» **Task objective**: Copy out all lines from the entries below in which "catalogue" occurs.

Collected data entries
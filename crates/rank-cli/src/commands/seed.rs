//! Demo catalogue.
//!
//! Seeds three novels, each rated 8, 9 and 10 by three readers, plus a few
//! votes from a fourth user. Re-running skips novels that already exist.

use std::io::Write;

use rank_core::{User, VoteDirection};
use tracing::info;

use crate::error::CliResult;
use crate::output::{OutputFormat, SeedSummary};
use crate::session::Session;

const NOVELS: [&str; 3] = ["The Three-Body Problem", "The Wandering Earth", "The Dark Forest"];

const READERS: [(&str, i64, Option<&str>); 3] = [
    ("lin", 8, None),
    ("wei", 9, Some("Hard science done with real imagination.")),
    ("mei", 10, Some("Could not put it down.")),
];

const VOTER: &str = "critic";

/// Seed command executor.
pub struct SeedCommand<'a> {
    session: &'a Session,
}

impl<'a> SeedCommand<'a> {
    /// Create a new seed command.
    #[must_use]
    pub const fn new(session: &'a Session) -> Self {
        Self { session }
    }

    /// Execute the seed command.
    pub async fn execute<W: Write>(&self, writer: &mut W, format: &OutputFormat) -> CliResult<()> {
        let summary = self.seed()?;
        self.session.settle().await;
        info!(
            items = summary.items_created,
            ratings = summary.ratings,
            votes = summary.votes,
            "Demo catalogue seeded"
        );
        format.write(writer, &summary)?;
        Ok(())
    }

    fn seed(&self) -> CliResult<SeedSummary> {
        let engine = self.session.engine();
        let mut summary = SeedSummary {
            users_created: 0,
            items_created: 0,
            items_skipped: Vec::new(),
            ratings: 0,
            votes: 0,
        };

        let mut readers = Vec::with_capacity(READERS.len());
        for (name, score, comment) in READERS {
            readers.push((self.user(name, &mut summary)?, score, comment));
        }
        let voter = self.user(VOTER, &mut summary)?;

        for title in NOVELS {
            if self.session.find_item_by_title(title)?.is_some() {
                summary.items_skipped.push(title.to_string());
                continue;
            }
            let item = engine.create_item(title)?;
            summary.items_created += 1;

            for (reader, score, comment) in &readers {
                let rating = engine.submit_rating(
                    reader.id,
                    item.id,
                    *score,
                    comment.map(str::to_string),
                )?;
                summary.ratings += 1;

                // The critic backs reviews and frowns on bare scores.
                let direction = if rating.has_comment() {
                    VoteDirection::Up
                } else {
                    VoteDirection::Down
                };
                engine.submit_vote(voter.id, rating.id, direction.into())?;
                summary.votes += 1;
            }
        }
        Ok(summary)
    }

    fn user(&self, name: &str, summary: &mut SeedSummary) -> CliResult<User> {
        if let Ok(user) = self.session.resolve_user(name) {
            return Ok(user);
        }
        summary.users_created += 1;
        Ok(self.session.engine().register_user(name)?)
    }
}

==

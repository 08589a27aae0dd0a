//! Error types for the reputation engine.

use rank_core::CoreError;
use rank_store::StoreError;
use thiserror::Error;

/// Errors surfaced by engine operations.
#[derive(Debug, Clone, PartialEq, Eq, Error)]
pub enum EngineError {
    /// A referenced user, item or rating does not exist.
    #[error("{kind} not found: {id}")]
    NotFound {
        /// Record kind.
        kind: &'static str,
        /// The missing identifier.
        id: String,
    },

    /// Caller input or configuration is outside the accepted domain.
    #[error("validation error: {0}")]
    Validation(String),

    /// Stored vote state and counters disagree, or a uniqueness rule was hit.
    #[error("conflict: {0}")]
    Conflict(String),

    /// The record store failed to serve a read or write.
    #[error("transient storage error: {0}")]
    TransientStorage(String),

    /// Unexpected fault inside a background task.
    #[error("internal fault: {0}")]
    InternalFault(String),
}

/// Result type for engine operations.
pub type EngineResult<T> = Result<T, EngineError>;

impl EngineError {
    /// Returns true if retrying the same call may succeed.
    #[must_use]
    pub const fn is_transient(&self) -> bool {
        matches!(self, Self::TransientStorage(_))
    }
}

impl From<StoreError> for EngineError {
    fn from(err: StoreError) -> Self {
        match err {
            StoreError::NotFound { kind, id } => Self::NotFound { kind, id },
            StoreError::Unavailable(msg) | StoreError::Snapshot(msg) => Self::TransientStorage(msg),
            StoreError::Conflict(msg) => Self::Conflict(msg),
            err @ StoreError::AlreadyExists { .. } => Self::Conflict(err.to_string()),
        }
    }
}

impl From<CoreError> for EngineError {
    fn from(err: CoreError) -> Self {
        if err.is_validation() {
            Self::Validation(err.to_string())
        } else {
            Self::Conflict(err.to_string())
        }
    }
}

==

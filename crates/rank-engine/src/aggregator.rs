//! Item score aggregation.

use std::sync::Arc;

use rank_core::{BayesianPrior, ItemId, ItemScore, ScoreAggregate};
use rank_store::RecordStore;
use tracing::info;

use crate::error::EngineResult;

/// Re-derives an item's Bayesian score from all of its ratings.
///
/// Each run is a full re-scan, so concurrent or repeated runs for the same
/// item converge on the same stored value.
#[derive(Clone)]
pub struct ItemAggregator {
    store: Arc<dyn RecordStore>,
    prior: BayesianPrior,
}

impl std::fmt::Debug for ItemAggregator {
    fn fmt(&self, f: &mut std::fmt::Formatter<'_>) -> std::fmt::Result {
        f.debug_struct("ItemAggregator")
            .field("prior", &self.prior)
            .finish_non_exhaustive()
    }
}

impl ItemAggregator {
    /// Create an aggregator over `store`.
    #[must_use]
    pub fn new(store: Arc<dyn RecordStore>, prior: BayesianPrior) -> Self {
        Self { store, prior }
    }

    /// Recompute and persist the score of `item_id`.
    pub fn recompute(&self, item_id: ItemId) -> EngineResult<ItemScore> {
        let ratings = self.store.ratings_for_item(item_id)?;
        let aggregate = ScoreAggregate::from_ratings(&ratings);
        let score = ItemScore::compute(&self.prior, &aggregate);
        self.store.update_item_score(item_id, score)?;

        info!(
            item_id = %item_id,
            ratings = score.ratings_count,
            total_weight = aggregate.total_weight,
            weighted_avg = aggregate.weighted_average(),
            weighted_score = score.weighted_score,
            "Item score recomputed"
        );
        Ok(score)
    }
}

» **Response below**:
//! Demo catalogue.
            "Demo catalogue seeded"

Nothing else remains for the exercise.